Check each line of the entries for "RagResponse" and report the ones that have it.

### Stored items
§ §
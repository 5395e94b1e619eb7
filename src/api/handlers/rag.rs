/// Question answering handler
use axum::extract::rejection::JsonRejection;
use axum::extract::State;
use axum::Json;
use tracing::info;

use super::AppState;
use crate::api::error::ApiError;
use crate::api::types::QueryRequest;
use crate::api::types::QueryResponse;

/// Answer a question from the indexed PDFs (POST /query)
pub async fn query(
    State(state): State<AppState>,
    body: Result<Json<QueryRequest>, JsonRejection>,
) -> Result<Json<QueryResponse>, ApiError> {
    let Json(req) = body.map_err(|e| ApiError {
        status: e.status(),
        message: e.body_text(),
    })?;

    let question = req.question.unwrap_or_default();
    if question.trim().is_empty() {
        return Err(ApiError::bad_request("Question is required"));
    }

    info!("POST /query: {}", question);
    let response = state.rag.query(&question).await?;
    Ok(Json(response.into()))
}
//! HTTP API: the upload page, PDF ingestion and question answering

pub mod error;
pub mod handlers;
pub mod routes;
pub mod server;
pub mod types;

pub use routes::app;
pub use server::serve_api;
§ §
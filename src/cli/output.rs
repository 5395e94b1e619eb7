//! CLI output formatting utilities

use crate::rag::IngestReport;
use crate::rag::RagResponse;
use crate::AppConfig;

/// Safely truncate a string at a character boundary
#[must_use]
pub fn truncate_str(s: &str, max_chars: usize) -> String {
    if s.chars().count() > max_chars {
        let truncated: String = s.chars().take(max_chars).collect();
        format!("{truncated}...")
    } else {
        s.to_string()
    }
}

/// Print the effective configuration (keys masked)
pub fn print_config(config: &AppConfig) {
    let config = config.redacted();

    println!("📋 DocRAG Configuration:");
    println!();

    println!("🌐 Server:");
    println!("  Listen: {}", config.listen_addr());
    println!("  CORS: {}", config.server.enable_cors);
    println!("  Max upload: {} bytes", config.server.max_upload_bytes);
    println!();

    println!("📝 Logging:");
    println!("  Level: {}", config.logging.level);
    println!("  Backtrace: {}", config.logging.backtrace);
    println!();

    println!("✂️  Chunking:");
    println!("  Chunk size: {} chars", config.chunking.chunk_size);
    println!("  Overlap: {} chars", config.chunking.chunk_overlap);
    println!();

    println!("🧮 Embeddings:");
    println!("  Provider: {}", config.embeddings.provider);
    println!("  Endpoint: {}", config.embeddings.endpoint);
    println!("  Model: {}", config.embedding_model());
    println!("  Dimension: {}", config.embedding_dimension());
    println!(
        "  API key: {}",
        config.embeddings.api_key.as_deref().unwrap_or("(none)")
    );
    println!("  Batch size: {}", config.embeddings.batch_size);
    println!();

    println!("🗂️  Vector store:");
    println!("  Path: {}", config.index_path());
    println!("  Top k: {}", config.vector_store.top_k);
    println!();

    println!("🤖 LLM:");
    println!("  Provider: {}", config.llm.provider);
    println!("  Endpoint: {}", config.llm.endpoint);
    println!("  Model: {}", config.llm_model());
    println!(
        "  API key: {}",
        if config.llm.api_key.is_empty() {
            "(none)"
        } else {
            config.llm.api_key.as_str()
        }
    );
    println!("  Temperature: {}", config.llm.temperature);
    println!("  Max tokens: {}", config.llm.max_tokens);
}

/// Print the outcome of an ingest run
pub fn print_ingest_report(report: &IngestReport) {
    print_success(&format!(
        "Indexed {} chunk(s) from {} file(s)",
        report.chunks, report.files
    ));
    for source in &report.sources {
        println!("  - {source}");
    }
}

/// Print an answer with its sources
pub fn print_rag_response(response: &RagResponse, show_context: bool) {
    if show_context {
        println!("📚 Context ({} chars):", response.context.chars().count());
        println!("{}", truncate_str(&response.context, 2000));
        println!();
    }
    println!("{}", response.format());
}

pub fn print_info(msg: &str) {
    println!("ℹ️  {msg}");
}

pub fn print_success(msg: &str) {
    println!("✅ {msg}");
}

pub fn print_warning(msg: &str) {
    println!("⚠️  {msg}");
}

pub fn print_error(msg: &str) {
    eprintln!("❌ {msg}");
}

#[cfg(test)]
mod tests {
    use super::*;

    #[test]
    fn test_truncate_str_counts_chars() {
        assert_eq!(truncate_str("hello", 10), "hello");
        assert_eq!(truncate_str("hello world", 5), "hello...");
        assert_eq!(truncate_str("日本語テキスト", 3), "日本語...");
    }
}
§ §
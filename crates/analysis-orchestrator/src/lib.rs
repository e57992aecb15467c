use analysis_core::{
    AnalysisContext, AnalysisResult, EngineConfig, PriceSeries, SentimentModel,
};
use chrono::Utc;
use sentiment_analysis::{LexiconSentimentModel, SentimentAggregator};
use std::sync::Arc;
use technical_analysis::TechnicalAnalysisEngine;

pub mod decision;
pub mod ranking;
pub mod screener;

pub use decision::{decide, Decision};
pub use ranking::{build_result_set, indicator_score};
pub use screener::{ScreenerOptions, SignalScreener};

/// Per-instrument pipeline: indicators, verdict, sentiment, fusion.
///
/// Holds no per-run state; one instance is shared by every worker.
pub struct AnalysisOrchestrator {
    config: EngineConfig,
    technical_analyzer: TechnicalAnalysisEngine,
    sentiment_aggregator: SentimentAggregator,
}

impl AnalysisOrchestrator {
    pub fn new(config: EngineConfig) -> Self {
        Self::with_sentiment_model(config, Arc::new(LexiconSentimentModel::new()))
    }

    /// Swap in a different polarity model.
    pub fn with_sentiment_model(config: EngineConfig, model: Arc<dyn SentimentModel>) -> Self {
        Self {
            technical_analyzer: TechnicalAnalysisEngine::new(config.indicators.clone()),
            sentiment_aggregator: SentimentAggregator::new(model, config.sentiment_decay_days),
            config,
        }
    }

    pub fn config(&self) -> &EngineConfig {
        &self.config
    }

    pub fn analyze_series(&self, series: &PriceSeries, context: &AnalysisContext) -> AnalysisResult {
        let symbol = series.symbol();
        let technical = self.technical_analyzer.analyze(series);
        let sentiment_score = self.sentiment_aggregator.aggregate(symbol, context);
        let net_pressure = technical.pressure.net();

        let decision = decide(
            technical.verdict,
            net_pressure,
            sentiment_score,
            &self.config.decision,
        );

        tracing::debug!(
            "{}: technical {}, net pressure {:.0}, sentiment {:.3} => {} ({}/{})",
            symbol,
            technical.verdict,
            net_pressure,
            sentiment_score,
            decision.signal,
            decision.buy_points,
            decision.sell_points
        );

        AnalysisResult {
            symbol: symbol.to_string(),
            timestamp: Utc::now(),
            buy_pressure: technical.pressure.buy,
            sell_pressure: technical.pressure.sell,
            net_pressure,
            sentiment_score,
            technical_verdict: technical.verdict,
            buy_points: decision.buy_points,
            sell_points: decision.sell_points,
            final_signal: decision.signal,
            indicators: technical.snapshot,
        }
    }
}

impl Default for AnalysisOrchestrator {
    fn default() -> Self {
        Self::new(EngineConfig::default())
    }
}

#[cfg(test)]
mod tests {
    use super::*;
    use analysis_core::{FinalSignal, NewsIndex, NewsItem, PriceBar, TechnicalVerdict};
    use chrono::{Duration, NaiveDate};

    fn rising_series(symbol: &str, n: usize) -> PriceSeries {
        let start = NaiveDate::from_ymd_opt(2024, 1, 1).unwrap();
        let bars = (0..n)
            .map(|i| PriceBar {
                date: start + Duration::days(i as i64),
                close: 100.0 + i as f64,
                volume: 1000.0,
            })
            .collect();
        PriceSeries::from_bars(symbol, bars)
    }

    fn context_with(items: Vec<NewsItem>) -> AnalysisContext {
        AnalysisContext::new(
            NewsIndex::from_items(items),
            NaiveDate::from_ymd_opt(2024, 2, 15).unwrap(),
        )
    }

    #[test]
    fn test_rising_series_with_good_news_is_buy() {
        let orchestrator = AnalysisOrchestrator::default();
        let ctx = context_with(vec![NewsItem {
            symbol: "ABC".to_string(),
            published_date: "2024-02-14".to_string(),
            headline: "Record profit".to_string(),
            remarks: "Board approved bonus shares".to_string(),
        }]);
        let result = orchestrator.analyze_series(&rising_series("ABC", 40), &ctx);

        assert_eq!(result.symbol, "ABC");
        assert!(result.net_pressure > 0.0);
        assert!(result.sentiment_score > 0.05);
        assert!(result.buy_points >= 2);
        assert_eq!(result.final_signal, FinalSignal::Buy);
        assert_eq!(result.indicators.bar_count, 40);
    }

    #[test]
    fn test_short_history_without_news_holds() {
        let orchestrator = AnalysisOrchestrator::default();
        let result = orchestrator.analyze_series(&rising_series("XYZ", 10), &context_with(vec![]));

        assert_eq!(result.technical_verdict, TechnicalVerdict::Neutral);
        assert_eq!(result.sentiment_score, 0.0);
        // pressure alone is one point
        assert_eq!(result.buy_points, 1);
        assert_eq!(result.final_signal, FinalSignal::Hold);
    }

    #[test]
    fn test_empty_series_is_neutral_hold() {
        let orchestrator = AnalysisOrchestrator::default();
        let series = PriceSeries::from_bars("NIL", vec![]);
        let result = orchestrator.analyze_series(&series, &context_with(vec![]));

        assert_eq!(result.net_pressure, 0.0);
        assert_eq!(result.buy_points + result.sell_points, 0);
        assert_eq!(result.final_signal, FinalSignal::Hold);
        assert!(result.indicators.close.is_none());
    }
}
§ §
### SOLUTION TO THE EXERCISE
use crate::rag::RagResponse;
pub fn print_rag_response(response: &RagResponse, show_context: bool) {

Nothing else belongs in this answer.